Given records Block Start

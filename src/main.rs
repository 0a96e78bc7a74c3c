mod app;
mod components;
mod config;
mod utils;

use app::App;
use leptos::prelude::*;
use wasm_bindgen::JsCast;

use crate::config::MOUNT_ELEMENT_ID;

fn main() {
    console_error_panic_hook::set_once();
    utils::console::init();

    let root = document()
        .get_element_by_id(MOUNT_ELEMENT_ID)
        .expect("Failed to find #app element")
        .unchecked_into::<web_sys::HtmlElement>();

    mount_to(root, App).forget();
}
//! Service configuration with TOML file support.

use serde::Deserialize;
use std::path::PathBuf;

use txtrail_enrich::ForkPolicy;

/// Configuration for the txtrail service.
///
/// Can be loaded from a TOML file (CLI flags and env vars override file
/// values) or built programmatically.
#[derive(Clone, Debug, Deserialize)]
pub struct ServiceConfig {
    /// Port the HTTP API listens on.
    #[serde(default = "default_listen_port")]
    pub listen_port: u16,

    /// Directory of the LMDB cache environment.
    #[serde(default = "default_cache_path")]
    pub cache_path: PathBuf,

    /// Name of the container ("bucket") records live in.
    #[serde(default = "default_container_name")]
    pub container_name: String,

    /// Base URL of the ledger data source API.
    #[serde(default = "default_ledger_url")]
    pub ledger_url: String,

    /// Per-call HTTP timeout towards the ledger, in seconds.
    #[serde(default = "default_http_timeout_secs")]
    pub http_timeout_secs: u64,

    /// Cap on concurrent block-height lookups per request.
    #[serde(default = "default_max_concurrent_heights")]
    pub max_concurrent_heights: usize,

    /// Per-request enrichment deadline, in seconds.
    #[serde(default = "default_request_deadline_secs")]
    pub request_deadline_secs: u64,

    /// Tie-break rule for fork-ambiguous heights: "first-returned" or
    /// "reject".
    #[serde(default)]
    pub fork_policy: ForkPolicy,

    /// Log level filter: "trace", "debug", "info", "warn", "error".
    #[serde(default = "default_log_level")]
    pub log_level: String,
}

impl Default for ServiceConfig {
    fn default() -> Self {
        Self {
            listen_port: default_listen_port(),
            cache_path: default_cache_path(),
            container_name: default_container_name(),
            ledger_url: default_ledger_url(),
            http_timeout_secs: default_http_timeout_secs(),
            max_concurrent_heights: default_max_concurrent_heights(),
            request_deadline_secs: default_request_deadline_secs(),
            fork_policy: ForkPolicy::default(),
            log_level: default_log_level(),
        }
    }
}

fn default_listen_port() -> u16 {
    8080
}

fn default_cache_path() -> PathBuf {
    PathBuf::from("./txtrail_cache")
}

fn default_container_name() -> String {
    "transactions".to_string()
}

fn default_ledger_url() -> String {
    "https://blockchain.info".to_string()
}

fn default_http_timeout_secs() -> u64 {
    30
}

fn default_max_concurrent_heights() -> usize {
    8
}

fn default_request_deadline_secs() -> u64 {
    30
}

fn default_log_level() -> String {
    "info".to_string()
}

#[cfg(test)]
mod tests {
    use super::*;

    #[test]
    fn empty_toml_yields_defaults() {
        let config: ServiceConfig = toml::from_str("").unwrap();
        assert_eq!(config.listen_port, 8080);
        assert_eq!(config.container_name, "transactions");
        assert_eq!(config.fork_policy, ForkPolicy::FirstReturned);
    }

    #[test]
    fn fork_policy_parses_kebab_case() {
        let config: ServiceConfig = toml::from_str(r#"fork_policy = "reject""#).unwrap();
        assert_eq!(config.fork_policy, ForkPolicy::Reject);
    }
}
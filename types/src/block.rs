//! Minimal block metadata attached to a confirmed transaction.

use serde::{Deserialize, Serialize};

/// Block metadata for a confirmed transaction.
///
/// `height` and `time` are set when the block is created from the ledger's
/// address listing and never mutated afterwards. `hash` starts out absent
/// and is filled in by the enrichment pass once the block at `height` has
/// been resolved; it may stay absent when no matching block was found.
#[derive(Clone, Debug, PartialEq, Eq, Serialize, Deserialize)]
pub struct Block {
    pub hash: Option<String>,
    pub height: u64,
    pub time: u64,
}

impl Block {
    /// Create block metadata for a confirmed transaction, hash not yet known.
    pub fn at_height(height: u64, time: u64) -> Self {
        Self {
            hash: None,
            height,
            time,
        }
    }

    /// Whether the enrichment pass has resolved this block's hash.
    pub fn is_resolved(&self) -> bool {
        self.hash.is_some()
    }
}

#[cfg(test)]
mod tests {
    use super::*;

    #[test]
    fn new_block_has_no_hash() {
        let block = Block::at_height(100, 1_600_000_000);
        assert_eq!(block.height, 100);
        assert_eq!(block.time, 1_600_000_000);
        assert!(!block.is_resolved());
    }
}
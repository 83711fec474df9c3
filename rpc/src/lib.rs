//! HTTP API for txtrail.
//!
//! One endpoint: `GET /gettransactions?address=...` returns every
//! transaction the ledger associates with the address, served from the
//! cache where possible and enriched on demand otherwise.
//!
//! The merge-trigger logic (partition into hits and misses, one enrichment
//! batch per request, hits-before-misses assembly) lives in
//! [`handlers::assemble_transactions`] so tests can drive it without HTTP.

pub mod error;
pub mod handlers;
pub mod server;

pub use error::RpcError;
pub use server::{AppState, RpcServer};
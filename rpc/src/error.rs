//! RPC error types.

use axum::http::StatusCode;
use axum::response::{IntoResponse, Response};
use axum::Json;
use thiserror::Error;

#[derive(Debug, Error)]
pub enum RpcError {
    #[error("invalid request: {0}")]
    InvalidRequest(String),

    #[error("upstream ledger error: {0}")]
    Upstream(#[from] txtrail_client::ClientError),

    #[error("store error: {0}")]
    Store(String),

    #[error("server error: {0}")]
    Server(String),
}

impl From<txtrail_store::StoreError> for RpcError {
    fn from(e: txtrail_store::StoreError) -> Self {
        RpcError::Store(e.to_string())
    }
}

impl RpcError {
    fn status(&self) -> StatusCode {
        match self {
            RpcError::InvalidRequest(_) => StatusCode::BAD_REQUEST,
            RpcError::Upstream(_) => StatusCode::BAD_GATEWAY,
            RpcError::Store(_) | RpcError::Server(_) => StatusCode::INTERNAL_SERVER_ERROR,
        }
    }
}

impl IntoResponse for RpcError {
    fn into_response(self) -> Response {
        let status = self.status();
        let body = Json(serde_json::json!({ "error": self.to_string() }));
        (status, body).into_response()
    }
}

Given records Block End

Requirement: Compute how many lines in the material contain the word "ServiceConfig". Only the result should be written.

Solution to the exercise: 4